- _TASK REQUIREMENTS_: When a line in the listing below contains the word "RpcChainClient", return a copy of that line.

---

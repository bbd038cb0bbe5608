//! Minting generated pieces on chain.
//!
//! The service validates its inputs before anything touches the network,
//! derives a token id and hands the actual transaction to a
//! [`ChainClient`]. There are no retries: a failed submission is reported
//! as-is.

pub mod rpc;

use crate::config::ChainConfig;
use async_trait::async_trait;
use rand::RngCore;
use serde::{Deserialize, Serialize};
use sha2::{Digest, Sha256};
use sha3::Keccak256;
use std::fmt;
use std::str::FromStr;
use std::sync::Arc;
use thiserror::Error;
use tracing::{info, warn};

pub use rpc::RpcChainClient;

/// Token ids are reduced modulo this value.
pub const TOKEN_ID_MODULUS: u64 = 0xFFFF_FFFF_FFFF_FFFF;

const TOKEN_SALT_BYTES: usize = 16;

#[derive(Debug, Error)]
pub enum MintError {
    #[error("invalid input: {0}")]
    InvalidInput(String),

    #[error("blockchain configuration missing: {0}")]
    ConfigurationMissing(String),

    #[error("RPC transport error: {0}")]
    Transport(#[from] reqwest::Error),

    #[error("RPC error {code}: {message}")]
    Rpc { code: i64, message: String },

    #[error("unexpected RPC response: {0}")]
    BadResponse(String),

    #[error("transaction {0} reverted")]
    Reverted(String),

    #[error("no receipt for transaction {hash} after {polls} polls")]
    ReceiptTimeout { hash: String, polls: u32 },
}

/// A 20-byte account or contract address.
#[derive(Debug, Clone, Copy, PartialEq, Eq, Hash)]
pub struct Address([u8; 20]);

impl Address {
    pub fn as_bytes(&self) -> &[u8; 20] {
        &self.0
    }

    /// EIP-55 mixed-case rendering.
    pub fn to_checksum(&self) -> String {
        let lower = hex::encode(self.0);
        let hash = Keccak256::digest(lower.as_bytes());
        let mut out = String::with_capacity(42);
        out.push_str("0x");
        for (i, c) in lower.chars().enumerate() {
            let shift = if i % 2 == 0 { 4 } else { 0 };
            let nibble = (hash[i / 2] >> shift) & 0x0f;
            if c.is_ascii_alphabetic() && nibble >= 8 {
                out.push(c.to_ascii_uppercase());
            } else {
                out.push(c);
            }
        }
        out
    }
}

impl fmt::Display for Address {
    fn fmt(&self, f: &mut fmt::Formatter<'_>) -> fmt::Result {
        write!(f, "0x{}", hex::encode(self.0))
    }
}

impl FromStr for Address {
    type Err = MintError;

    /// `0x` followed by 40 hex digits. All-lowercase and all-uppercase
    /// digits are accepted as-is; mixed case must carry a valid EIP-55
    /// checksum.
    fn from_str(s: &str) -> Result<Self, Self::Err> {
        let invalid = || MintError::InvalidInput(format!("invalid wallet address {s:?}"));

        let digits = s.strip_prefix("0x").ok_or_else(invalid)?;
        if digits.len() != 40 || !digits.chars().all(|c| c.is_ascii_hexdigit()) {
            return Err(invalid());
        }

        let mut bytes = [0u8; 20];
        hex::decode_to_slice(digits, &mut bytes).map_err(|_| invalid())?;
        let address = Address(bytes);

        let has_lower = digits.chars().any(|c| c.is_ascii_lowercase());
        let has_upper = digits.chars().any(|c| c.is_ascii_uppercase());
        if has_lower && has_upper && address.to_checksum() != s {
            return Err(MintError::InvalidInput(format!(
                "wallet address {s:?} has a bad checksum"
            )));
        }
        Ok(address)
    }
}

/// Derive a token id from the piece id and a salt.
///
/// The SHA-256 digest of `nft_id ‖ salt`, read as a big-endian integer,
/// reduced modulo [`TOKEN_ID_MODULUS`].
pub fn derive_token_id(nft_id: &str, salt: &[u8]) -> u64 {
    let mut hasher = Sha256::new();
    hasher.update(nft_id.as_bytes());
    hasher.update(salt);
    let digest = hasher.finalize();

    let modulus = TOKEN_ID_MODULUS as u128;
    digest
        .iter()
        .fold(0u128, |acc, byte| (acc * 256 + *byte as u128) % modulus) as u64
}

#[derive(Debug, Clone, PartialEq, Eq, Serialize, Deserialize)]
#[serde(rename_all = "camelCase")]
pub struct MintReceipt {
    pub transaction_hash: String,
    /// Decimal string; token ids can exceed what JSON numbers hold exactly.
    pub token_id: String,
}

/// Something that can put a mint transaction on chain and wait for it.
#[async_trait]
pub trait ChainClient: Send + Sync {
    fn name(&self) -> &'static str;

    /// Submit `mintNFT(recipient, token_id)` and wait for confirmation.
    /// Returns the confirmed transaction hash.
    async fn submit_mint(&self, recipient: Address, token_id: u64) -> Result<String, MintError>;
}

enum Backend {
    Ready(Arc<dyn ChainClient>),
    Unconfigured(String),
}

pub struct MintService {
    backend: Backend,
}

impl MintService {
    pub fn new(client: Arc<dyn ChainClient>) -> Self {
        Self {
            backend: Backend::Ready(client),
        }
    }

    /// A service that fails every valid mint with
    /// [`MintError::ConfigurationMissing`].
    pub fn unconfigured(reason: impl Into<String>) -> Self {
        Self {
            backend: Backend::Unconfigured(reason.into()),
        }
    }

    /// Build the JSON-RPC backed service, or an unconfigured one when the
    /// chain settings are incomplete.
    pub fn from_config(config: &ChainConfig) -> Self {
        match RpcChainClient::from_config(config) {
            Ok(client) => {
                info!(rpc_url = %client.url(), "minting enabled");
                Self::new(Arc::new(client))
            }
            Err(err) => {
                warn!(error = %err, "minting disabled");
                Self::unconfigured(err.to_string())
            }
        }
    }

    pub fn is_configured(&self) -> bool {
        matches!(self.backend, Backend::Ready(_))
    }

    pub async fn mint(&self, nft_id: &str, wallet_address: &str) -> Result<MintReceipt, MintError> {
        let nft_id = nft_id.trim();
        if nft_id.is_empty() {
            return Err(MintError::InvalidInput(
                "nftId must be a non-empty string".to_string(),
            ));
        }
        let recipient: Address = wallet_address.trim().parse()?;

        let client = match &self.backend {
            Backend::Ready(client) => client,
            Backend::Unconfigured(reason) => {
                return Err(MintError::ConfigurationMissing(reason.clone()))
            }
        };

        let mut salt = [0u8; TOKEN_SALT_BYTES];
        rand::thread_rng().fill_bytes(&mut salt);
        let token_id = derive_token_id(nft_id, &salt);

        info!(nft_id, %recipient, token_id, backend = client.name(), "submitting mint");
        let transaction_hash = client.submit_mint(recipient, token_id).await?;
        info!(nft_id, %transaction_hash, token_id, "mint confirmed");

        Ok(MintReceipt {
            transaction_hash,
            token_id: token_id.to_string(),
        })
    }
}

---

- _TASK RESPONSE_:
pub use rpc::RpcChainClient;
        match RpcChainClient::from_config(config) {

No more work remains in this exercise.